A equipe do GRAD faz uma oração junto ao pé da estátua de São Francisco de Assis, padroeiro dos animais, na margem da rodovia. Um minuto de silêncio só para nós, já que os pássaros resolvem compor a trilha de fundo, depois substituída pela viola do Ailton Lara, que puxou Tocando em Frente, do Almir Sater e Renato Teixeira: “Ando devagar, porque já tive pressa e levo esse sorriso porque já chorei demais.” Chorei, de fato. 

Voltamos já com o céu escuro e me preparo de vez para deixar o Pantanal. Nas redes sociais, estão me chamando de herói. Agradeço, mas recuso o título. Heróis são os brigadistas, sempre em baixo número, que arriscam morrer incinerados por pouco mais de um salário mínimo, quando não são voluntários. Heróis são o homem pantaneiro e a mulher pantaneira, que estão lutando não só para manter o lugar onde moram, como também a cultura que os define. 

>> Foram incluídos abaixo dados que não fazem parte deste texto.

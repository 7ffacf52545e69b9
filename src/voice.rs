// src/voice.rs - Serialized alert playback
use crate::posture::{Alert, AlertKind};
use std::collections::{HashMap, VecDeque};
use std::io::ErrorKind;
use std::process::Command;
use std::sync::{Arc, Mutex};
use std::time::Duration;
use thiserror::Error;
use tokio::sync::Notify;
use tokio::time::Instant;

#[derive(Debug, Error)]
#[error("speech playback failed: {0}")]
pub struct AudioError(String);

/// The audio collaborator. Synchronous from the consumer's point of view;
/// the call returns once the utterance finished (or failed).
pub trait Speaker: Send + Sync {
    fn play_alert(&self, kind: AlertKind, message: &str) -> Result<(), AudioError>;
}

pub fn message_for(kind: AlertKind) -> &'static str {
    match kind {
        AlertKind::SitStraight => "Please sit up straight!",
        AlertKind::StandUp => "You have been sitting for a while. Time to stand up and stretch.",
    }
}

/// Speaks through the OS speech command, trying the usual engines in order.
/// A fresh engine process is spawned per utterance; some speech engines go
/// quiet when a long-lived instance is reused, and a short-lived child also
/// gives us a clean place to enforce the alert duration cap.
pub struct SystemSpeaker {
    max_duration: Duration,
}

impl SystemSpeaker {
    pub fn new(alert_duration_seconds: f64) -> Self {
        Self {
            max_duration: Duration::from_secs_f64(alert_duration_seconds.max(1.0)),
        }
    }

    /// Ok(true) spoke, Ok(false) engine not installed, Err real failure.
    fn speak_with(
        &self,
        program: &str,
        pre_args: &[&str],
        message: &str,
    ) -> Result<bool, AudioError> {
        let mut child = match Command::new(program).args(pre_args).arg(message).spawn() {
            Ok(child) => child,
            Err(err) if err.kind() == ErrorKind::NotFound => return Ok(false),
            Err(err) => return Err(AudioError(format!("{program}: {err}"))),
        };

        let deadline = std::time::Instant::now() + self.max_duration + Duration::from_secs(2);
        loop {
            match child.try_wait() {
                Ok(Some(status)) if status.success() => return Ok(true),
                Ok(Some(status)) => {
                    return Err(AudioError(format!("{program} exited with {status}")))
                }
                Ok(None) => {
                    if std::time::Instant::now() >= deadline {
                        // Ran past the alert duration cap; cut it off but
                        // count it as spoken.
                        let _ = child.kill();
                        let _ = child.wait();
                        return Ok(true);
                    }
                    std::thread::sleep(Duration::from_millis(50));
                }
                Err(err) => return Err(AudioError(format!("{program}: {err}"))),
            }
        }
    }
}

impl Speaker for SystemSpeaker {
    fn play_alert(&self, _kind: AlertKind, message: &str) -> Result<(), AudioError> {
        let engines: [(&str, &[&str]); 3] =
            [("say", &[]), ("espeak", &[]), ("spd-say", &["--wait"])];
        for (program, pre_args) in engines {
            if self.speak_with(program, pre_args, message)? {
                return Ok(());
            }
        }
        Err(AudioError("no speech engine available".to_string()))
    }
}

struct QueueInner {
    pending: VecDeque<Alert>,
    closed: bool,
    coalesced: u64,
}

struct QueueShared {
    inner: Mutex<QueueInner>,
    notify: Notify,
}

/// Producer-facing handle to the alert queue. Cloning shares the queue.
#[derive(Clone)]
pub struct VoiceQueue {
    shared: Arc<QueueShared>,
}

impl VoiceQueue {
    pub fn new() -> Self {
        Self {
            shared: Arc::new(QueueShared {
                inner: Mutex::new(QueueInner {
                    pending: VecDeque::new(),
                    closed: false,
                    coalesced: 0,
                }),
                notify: Notify::new(),
            }),
        }
    }

    /// Non-blocking. Returns false when the alert was coalesced into an
    /// already-pending alert of the same kind, or the queue is closed.
    pub fn enqueue(&self, alert: Alert) -> bool {
        let mut inner = self.shared.inner.lock().unwrap();
        if inner.closed {
            return false;
        }
        if inner.pending.iter().any(|a| a.kind == alert.kind) {
            inner.coalesced += 1;
            tracing::debug!(kind = ?alert.kind, "coalesced duplicate alert");
            return false;
        }
        inner.pending.push_back(alert);
        drop(inner);
        self.shared.notify.notify_one();
        true
    }

    /// Stop the consumer. Pending alerts are discarded, not drained; by the
    /// time we shut down they are stale.
    pub fn close(&self) {
        let dropped = {
            let mut inner = self.shared.inner.lock().unwrap();
            inner.closed = true;
            let n = inner.pending.len();
            inner.pending.clear();
            n
        };
        if dropped > 0 {
            tracing::info!(dropped, "discarded pending alerts at shutdown");
        }
        self.shared.notify.notify_one();
    }

    #[allow(dead_code)]
    pub fn pending(&self) -> usize {
        self.shared.inner.lock().unwrap().pending.len()
    }

    #[allow(dead_code)]
    pub fn coalesced(&self) -> u64 {
        self.shared.inner.lock().unwrap().coalesced
    }
}

enum Step {
    Play(Alert),
    Wait(Option<Duration>),
    Exit,
}

/// Single consumer draining the queue in arrival order, except that an alert
/// kind still inside its silence gap yields to a later different-kind alert.
pub struct AlertScheduler {
    queue: VoiceQueue,
    speaker: Arc<dyn Speaker>,
    min_gap: Duration,
    last_attempt: HashMap<AlertKind, Instant>,
}

impl AlertScheduler {
    pub fn new(queue: VoiceQueue, speaker: Arc<dyn Speaker>, announcement_interval: f64) -> Self {
        Self {
            queue,
            speaker,
            min_gap: Duration::from_secs_f64(announcement_interval.max(0.0)),
            last_attempt: HashMap::new(),
        }
    }

    fn gap_remaining(&self, kind: AlertKind, now: Instant) -> Option<Duration> {
        let last = self.last_attempt.get(&kind)?;
        let elapsed = now.duration_since(*last);
        (elapsed < self.min_gap).then(|| self.min_gap - elapsed)
    }

    fn next_step(&self) -> Step {
        let mut inner = self.queue.shared.inner.lock().unwrap();
        if inner.closed {
            return Step::Exit;
        }
        let now = Instant::now();
        let mut earliest: Option<Duration> = None;
        let mut eligible = None;
        for (idx, alert) in inner.pending.iter().enumerate() {
            match self.gap_remaining(alert.kind, now) {
                None => {
                    eligible = Some(idx);
                    break;
                }
                Some(wait) => earliest = Some(earliest.map_or(wait, |e| e.min(wait))),
            }
        }
        match eligible {
            Some(idx) => Step::Play(inner.pending.remove(idx).expect("index in bounds")),
            None => Step::Wait(earliest),
        }
    }

    pub async fn run(mut self) {
        loop {
            match self.next_step() {
                Step::Exit => return,
                Step::Play(alert) => {
                    let speaker = Arc::clone(&self.speaker);
                    let kind = alert.kind;
                    let message = message_for(kind);
                    tracing::debug!(?kind, "playing alert");
                    match tokio::task::spawn_blocking(move || speaker.play_alert(kind, message))
                        .await
                    {
                        Ok(Ok(())) => {}
                        Ok(Err(err)) => {
                            tracing::warn!(%err, ?kind, "alert playback failed, dropping alert")
                        }
                        Err(err) => tracing::warn!(%err, ?kind, "alert playback task died"),
                    }
                    self.last_attempt.insert(kind, Instant::now());
                }
                Step::Wait(wait) => {
                    let notified = self.queue.shared.notify.notified();
                    match wait {
                        Some(d) => {
                            tokio::select! {
                                _ = notified => {}
                                _ = tokio::time::sleep(d) => {}
                            }
                        }
                        None => notified.await,
                    }
                }
            }
        }
    }
}

#[cfg(test)]
mod tests {
    use super::*;

    struct RecordingSpeaker {
        calls: Mutex<Vec<AlertKind>>,
    }

    impl RecordingSpeaker {
        fn new() -> Arc<Self> {
            Arc::new(Self {
                calls: Mutex::new(Vec::new()),
            })
        }

        fn calls(&self) -> Vec<AlertKind> {
            self.calls.lock().unwrap().clone()
        }
    }

    impl Speaker for RecordingSpeaker {
        fn play_alert(&self, kind: AlertKind, _message: &str) -> Result<(), AudioError> {
            self.calls.lock().unwrap().push(kind);
            Ok(())
        }
    }

    struct FailingSpeaker;

    impl Speaker for FailingSpeaker {
        fn play_alert(&self, _kind: AlertKind, _message: &str) -> Result<(), AudioError> {
            Err(AudioError("engine gone".to_string()))
        }
    }

    fn alert(kind: AlertKind, at: f64) -> Alert {
        Alert {
            kind,
            queued_at: at,
        }
    }

    #[test]
    fn duplicate_kind_is_coalesced_while_unplayed() {
        let queue = VoiceQueue::new();
        assert!(queue.enqueue(alert(AlertKind::SitStraight, 0.0)));
        assert!(!queue.enqueue(alert(AlertKind::SitStraight, 0.1)));
        assert_eq!(queue.pending(), 1);
        assert_eq!(queue.coalesced(), 1);

        assert!(queue.enqueue(alert(AlertKind::StandUp, 0.2)));
        assert_eq!(queue.pending(), 2);
    }

    #[test]
    fn closed_queue_rejects_and_discards() {
        let queue = VoiceQueue::new();
        queue.enqueue(alert(AlertKind::SitStraight, 0.0));
        queue.close();
        assert_eq!(queue.pending(), 0);
        assert!(!queue.enqueue(alert(AlertKind::StandUp, 0.1)));
    }

    #[tokio::test]
    async fn back_to_back_duplicates_play_once() {
        let queue = VoiceQueue::new();
        let speaker = RecordingSpeaker::new();
        queue.enqueue(alert(AlertKind::SitStraight, 0.0));
        queue.enqueue(alert(AlertKind::SitStraight, 0.0));

        let scheduler = AlertScheduler::new(queue.clone(), speaker.clone(), 60.0);
        let consumer = tokio::spawn(scheduler.run());
        tokio::time::sleep(Duration::from_millis(200)).await;

        assert_eq!(speaker.calls(), vec![AlertKind::SitStraight]);
        queue.close();
        consumer.await.unwrap();
    }

    #[tokio::test]
    async fn different_kind_skips_the_silence_gap() {
        let queue = VoiceQueue::new();
        let speaker = RecordingSpeaker::new();
        let scheduler = AlertScheduler::new(queue.clone(), speaker.clone(), 60.0);
        let consumer = tokio::spawn(scheduler.run());

        queue.enqueue(alert(AlertKind::SitStraight, 0.0));
        tokio::time::sleep(Duration::from_millis(200)).await;
        assert_eq!(speaker.calls(), vec![AlertKind::SitStraight]);

        // SitStraight is now inside its gap; StandUp is not and overtakes it.
        queue.enqueue(alert(AlertKind::SitStraight, 1.0));
        queue.enqueue(alert(AlertKind::StandUp, 1.1));
        tokio::time::sleep(Duration::from_millis(200)).await;

        assert_eq!(
            speaker.calls(),
            vec![AlertKind::SitStraight, AlertKind::StandUp]
        );
        assert_eq!(queue.pending(), 1);

        queue.close();
        consumer.await.unwrap();
    }

    #[tokio::test]
    async fn playback_failure_drops_the_alert_and_continues() {
        let queue = VoiceQueue::new();
        let scheduler = AlertScheduler::new(queue.clone(), Arc::new(FailingSpeaker), 0.0);
        let consumer = tokio::spawn(scheduler.run());

        queue.enqueue(alert(AlertKind::SitStraight, 0.0));
        queue.enqueue(alert(AlertKind::StandUp, 0.1));
        tokio::time::sleep(Duration::from_millis(200)).await;

        assert_eq!(queue.pending(), 0);
        queue.close();
        consumer.await.unwrap();
    }
}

Prometi contar a cena que ficará lapidada para sempre em minha memória: um filhote de onça-pintada atingido pelas chamas do Pantanal. A escolha não é à toa. Há uma luz para além da tristeza. Luz dá origem ao nome Luca, dado pelo Lawrence Wahba a esse filhote que teve seu primeiro encontro com humanos registrado pela nossa equipe em Porto Jofre. Essas fotos representam a mensagem que eu quero passar sobre a fauna do Pantanal. Sim, ela sofreu bastante. Assim como Luca, vai demorar para curar todas as feridas, mas está viva. É forte e resiliente, assim como o Pantanal. Longe de mim minimizar os impactos dos incêndios. Há uma fauna invisível que não recebe um décimo da atenção de uma onça e que foi dizimada aos milhões. Mas precisamos bradar aos quatro ventos que O PANTANAL NÃO MORREU. Ele está vivo em cada passo de Luca, nos animais que resistiram aos incêndios, naqueles salvos pelos biólogos, médicos veterinários, brigadistas e voluntários e principalmente naqueles que ainda estão nos 75% do bioma que está de pé. Foram contabilizadas 21 onças vivas no Jofre, e Luca aparenta estar muito bem. Esse é só um exemplo do trabalho árduo que se faz por aqui.

Luca, onça encontrada pela expedição Pantanais / Foto: Hugo Fernandes

 

Agimos nos locais que os governantes costumam esquecer. E assim faremos, enquanto houver motivos e enquanto houver Luz… Enquanto houver Luca.